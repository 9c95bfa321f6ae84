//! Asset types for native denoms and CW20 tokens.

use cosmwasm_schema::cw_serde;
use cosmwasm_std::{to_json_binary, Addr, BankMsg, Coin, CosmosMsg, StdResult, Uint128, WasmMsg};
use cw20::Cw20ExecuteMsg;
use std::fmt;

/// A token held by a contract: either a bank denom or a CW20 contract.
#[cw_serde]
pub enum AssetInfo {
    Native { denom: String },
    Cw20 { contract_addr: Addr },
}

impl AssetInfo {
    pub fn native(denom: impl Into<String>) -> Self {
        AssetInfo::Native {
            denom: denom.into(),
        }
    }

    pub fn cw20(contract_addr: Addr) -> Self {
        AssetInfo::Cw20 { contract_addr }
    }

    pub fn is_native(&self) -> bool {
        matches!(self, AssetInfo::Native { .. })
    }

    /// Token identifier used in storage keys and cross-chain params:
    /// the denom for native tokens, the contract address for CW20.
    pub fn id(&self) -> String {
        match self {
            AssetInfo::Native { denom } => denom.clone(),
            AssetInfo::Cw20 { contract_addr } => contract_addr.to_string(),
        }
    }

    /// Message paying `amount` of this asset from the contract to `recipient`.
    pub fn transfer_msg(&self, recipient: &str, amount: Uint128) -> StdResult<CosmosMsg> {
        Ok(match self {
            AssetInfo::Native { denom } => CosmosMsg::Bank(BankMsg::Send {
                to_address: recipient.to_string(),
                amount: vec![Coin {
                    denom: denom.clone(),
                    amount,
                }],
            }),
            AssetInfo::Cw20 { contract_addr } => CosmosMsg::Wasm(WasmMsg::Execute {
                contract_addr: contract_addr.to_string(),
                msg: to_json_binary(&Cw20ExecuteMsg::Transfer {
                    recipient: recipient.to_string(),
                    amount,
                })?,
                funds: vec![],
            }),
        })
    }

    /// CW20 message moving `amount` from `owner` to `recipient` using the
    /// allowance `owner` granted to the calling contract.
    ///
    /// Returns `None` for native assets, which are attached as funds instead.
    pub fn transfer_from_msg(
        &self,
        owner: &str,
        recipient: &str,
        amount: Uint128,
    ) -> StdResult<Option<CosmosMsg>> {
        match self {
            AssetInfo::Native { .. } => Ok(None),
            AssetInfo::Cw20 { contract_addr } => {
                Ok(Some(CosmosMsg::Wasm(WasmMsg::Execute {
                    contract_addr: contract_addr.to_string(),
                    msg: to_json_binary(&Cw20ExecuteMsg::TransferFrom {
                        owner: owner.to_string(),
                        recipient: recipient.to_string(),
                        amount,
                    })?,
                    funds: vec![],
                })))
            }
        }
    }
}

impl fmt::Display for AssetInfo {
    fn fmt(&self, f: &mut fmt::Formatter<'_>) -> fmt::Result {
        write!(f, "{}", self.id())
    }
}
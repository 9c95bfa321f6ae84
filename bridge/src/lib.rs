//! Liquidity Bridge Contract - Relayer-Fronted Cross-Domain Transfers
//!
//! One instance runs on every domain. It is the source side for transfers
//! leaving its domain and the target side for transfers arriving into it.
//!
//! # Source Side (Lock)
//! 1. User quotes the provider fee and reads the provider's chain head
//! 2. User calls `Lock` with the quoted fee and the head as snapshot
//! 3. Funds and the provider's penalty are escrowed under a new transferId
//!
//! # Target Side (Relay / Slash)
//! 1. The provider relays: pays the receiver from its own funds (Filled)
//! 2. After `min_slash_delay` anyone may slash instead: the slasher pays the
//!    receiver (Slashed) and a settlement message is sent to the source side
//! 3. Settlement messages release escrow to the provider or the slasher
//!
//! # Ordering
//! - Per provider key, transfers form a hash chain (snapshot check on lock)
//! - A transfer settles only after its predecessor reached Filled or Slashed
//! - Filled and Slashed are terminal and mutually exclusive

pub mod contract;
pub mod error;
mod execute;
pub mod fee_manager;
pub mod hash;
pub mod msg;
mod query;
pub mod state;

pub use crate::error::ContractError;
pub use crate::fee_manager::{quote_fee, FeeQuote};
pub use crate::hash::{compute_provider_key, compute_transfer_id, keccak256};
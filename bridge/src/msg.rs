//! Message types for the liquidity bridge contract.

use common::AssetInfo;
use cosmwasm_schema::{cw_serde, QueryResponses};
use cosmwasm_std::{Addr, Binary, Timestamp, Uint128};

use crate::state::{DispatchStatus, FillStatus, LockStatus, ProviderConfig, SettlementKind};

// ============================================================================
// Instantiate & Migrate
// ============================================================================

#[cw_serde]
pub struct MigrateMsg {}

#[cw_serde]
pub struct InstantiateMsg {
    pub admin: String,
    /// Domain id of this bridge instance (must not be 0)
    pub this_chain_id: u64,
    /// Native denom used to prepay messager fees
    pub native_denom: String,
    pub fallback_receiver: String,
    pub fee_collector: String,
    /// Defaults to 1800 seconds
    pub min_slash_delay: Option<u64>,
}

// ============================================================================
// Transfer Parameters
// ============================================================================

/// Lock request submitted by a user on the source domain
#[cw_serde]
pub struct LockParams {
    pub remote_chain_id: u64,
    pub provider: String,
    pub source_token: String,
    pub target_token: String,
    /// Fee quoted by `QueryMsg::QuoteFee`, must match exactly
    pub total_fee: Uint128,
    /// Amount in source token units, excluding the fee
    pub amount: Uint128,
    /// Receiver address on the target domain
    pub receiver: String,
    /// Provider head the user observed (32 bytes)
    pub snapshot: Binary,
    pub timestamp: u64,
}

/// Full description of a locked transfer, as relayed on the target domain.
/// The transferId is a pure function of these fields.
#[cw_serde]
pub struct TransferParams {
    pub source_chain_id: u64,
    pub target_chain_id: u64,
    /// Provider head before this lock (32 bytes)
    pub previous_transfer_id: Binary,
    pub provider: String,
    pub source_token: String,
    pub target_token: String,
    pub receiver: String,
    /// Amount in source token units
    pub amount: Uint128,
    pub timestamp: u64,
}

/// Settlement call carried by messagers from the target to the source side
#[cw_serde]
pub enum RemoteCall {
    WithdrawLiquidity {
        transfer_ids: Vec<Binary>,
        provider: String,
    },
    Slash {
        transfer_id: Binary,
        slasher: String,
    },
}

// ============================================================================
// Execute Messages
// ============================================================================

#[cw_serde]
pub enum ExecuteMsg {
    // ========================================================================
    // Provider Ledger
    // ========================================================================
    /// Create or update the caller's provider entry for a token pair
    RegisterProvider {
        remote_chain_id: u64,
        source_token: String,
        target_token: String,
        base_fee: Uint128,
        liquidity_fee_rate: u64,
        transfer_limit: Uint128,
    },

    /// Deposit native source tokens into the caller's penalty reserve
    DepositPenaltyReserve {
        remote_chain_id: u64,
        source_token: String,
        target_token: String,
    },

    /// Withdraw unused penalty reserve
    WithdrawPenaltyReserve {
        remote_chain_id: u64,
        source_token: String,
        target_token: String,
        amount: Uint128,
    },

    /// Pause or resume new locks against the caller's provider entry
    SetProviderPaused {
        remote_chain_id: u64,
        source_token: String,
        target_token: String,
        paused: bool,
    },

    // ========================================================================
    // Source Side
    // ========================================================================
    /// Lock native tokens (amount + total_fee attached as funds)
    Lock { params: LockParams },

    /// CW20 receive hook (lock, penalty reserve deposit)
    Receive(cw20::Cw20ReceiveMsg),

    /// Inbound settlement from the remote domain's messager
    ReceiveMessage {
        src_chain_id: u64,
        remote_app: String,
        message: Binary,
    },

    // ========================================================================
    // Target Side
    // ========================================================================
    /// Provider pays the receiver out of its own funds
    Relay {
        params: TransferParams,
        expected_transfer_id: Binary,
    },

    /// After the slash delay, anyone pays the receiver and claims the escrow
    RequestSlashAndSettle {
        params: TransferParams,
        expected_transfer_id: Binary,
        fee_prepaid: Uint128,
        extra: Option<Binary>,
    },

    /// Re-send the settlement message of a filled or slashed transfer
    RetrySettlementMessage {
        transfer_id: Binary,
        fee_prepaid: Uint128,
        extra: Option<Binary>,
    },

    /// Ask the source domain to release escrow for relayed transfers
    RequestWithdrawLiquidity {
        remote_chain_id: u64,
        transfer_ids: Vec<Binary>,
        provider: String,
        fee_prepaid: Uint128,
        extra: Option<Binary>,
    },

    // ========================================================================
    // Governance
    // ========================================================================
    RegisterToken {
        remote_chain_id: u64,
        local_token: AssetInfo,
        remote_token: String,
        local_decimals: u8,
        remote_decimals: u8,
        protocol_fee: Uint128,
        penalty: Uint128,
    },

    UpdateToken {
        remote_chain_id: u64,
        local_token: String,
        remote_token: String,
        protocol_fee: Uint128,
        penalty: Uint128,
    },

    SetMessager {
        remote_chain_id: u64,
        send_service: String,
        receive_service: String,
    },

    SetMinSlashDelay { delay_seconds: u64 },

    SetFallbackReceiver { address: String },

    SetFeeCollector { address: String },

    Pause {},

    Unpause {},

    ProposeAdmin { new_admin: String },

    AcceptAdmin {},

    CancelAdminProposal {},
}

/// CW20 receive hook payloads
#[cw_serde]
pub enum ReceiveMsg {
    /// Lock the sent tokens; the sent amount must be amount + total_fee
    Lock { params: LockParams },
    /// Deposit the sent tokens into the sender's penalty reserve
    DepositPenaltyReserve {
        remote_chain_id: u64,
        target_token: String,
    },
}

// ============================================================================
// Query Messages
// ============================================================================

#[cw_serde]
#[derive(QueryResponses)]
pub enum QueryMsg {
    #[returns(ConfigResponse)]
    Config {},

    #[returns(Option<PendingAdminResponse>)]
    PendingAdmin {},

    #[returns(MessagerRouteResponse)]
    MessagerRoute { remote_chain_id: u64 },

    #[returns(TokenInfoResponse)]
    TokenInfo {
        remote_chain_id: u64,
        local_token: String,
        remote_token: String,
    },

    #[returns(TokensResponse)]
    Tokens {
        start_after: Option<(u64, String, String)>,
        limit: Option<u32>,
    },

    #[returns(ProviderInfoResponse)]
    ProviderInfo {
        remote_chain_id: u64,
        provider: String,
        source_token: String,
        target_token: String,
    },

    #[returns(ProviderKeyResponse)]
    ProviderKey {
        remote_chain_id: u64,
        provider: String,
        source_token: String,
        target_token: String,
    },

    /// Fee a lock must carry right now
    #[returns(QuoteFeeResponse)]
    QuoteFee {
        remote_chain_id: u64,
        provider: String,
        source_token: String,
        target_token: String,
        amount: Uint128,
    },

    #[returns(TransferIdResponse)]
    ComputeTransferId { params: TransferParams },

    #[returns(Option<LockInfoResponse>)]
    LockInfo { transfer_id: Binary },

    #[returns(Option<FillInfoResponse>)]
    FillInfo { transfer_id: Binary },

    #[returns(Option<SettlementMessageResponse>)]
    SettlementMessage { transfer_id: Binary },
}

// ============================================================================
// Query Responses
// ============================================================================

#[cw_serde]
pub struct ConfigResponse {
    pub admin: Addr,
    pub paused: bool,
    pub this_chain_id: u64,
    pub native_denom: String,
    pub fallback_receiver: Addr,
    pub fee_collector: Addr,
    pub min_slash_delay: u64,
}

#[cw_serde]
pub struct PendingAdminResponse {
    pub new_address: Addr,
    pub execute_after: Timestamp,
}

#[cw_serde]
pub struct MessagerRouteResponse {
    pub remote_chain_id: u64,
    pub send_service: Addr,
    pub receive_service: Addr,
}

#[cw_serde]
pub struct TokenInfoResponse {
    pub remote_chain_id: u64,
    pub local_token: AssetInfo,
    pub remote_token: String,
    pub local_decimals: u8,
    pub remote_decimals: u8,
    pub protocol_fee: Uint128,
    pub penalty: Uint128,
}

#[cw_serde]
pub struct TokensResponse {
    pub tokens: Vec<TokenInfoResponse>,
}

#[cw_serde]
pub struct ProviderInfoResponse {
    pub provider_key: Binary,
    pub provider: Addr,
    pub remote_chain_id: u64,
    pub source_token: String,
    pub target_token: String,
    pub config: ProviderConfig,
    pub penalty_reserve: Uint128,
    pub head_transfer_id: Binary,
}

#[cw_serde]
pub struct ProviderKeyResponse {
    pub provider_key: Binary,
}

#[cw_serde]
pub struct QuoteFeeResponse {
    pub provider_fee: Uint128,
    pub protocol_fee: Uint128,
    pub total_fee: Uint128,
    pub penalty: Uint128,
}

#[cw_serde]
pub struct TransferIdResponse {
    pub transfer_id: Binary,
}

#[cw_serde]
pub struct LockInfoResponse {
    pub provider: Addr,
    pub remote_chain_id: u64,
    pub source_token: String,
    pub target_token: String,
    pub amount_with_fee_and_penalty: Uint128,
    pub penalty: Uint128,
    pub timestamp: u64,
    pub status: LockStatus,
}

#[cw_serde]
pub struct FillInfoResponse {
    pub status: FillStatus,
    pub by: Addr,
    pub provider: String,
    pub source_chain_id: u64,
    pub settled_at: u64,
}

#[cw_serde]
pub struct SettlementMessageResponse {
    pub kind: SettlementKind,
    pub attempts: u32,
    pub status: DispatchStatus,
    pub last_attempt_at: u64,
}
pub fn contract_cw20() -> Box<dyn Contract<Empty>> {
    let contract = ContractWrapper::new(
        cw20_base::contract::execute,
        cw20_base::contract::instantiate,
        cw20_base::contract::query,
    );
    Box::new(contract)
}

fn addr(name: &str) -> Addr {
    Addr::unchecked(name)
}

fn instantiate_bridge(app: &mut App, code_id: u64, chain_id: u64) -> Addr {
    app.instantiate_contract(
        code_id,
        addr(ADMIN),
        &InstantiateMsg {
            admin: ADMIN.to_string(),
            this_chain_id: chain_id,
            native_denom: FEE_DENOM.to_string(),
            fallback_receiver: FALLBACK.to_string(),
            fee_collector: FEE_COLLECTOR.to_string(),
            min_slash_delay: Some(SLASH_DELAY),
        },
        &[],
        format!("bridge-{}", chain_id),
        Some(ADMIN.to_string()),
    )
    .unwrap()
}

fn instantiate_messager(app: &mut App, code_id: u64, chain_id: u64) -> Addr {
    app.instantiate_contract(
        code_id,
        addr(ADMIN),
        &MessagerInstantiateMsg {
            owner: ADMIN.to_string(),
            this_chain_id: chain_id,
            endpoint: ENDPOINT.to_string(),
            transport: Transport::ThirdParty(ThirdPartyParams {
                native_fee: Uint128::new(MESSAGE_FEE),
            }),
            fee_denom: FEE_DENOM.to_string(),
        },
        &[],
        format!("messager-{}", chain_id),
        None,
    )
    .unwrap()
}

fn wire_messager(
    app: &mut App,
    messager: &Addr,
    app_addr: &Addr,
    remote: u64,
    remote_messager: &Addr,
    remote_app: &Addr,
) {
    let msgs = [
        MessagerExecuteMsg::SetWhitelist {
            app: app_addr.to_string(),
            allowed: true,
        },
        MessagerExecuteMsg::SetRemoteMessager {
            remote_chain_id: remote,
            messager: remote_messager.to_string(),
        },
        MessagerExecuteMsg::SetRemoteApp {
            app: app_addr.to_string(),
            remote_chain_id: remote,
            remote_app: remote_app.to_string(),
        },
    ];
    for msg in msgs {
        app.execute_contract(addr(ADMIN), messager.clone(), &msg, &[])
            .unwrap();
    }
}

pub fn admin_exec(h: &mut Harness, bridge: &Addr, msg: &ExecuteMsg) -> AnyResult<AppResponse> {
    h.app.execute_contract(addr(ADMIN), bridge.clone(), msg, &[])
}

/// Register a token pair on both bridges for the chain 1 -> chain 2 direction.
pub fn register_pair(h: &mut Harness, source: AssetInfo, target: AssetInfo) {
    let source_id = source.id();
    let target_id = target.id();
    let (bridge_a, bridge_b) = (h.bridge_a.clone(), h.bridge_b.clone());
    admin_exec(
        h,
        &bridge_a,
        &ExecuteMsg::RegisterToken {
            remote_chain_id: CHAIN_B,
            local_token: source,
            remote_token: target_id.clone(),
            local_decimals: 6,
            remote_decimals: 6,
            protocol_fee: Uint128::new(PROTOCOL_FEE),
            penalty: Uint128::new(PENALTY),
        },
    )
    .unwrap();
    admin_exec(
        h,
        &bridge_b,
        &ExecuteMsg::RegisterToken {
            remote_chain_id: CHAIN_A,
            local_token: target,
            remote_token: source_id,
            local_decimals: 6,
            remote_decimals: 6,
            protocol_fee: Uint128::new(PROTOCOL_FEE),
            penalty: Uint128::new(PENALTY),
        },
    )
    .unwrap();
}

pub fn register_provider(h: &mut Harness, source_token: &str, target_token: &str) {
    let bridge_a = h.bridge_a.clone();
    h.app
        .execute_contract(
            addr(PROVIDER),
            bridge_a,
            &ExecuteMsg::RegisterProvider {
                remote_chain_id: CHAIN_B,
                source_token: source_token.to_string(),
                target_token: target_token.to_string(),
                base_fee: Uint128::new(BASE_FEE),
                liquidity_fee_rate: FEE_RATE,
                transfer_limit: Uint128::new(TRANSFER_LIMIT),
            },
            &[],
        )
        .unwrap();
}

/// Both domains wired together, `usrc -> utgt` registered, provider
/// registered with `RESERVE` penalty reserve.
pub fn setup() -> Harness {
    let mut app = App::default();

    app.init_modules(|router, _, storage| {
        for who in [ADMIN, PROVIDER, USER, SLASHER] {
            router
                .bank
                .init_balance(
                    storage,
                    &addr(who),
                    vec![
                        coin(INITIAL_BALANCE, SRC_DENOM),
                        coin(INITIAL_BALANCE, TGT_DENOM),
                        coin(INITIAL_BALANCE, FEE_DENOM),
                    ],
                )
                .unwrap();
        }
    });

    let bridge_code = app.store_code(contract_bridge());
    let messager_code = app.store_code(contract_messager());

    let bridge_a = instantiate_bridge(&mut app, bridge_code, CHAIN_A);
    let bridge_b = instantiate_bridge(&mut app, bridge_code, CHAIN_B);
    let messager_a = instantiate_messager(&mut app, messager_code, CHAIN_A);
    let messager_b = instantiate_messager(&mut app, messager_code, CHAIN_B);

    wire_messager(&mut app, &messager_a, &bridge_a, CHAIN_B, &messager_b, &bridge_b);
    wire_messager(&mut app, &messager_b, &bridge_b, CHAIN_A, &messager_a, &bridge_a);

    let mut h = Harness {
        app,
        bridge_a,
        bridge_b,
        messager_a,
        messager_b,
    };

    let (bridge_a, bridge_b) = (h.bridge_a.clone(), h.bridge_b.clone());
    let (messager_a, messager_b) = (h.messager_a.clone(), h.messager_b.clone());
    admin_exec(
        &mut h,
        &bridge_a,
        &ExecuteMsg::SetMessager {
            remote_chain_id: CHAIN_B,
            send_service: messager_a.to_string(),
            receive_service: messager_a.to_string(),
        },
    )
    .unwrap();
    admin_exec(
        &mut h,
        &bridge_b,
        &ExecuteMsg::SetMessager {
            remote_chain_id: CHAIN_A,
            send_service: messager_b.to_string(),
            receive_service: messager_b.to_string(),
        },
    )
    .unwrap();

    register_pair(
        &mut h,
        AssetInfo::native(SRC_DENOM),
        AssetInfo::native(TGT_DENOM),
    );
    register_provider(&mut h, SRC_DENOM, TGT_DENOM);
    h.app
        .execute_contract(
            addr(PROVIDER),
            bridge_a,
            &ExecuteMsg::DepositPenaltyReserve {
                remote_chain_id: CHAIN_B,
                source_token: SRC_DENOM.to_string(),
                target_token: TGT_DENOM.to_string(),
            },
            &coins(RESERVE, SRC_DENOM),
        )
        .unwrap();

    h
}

+++

Work to complete: Set down each line of the material verbatim, from the first line through the line that contains "use std::fmt;".

Result of the exercise:
repository 9c95bfa321f6ae84
//! Asset types for native denoms and CW20 tokens.

use cosmwasm_schema::cw_serde;
use cosmwasm_std::{to_json_binary, Addr, BankMsg, Coin, CosmosMsg, StdResult, Uint128, WasmMsg};
use cw20::Cw20ExecuteMsg;
use std::fmt;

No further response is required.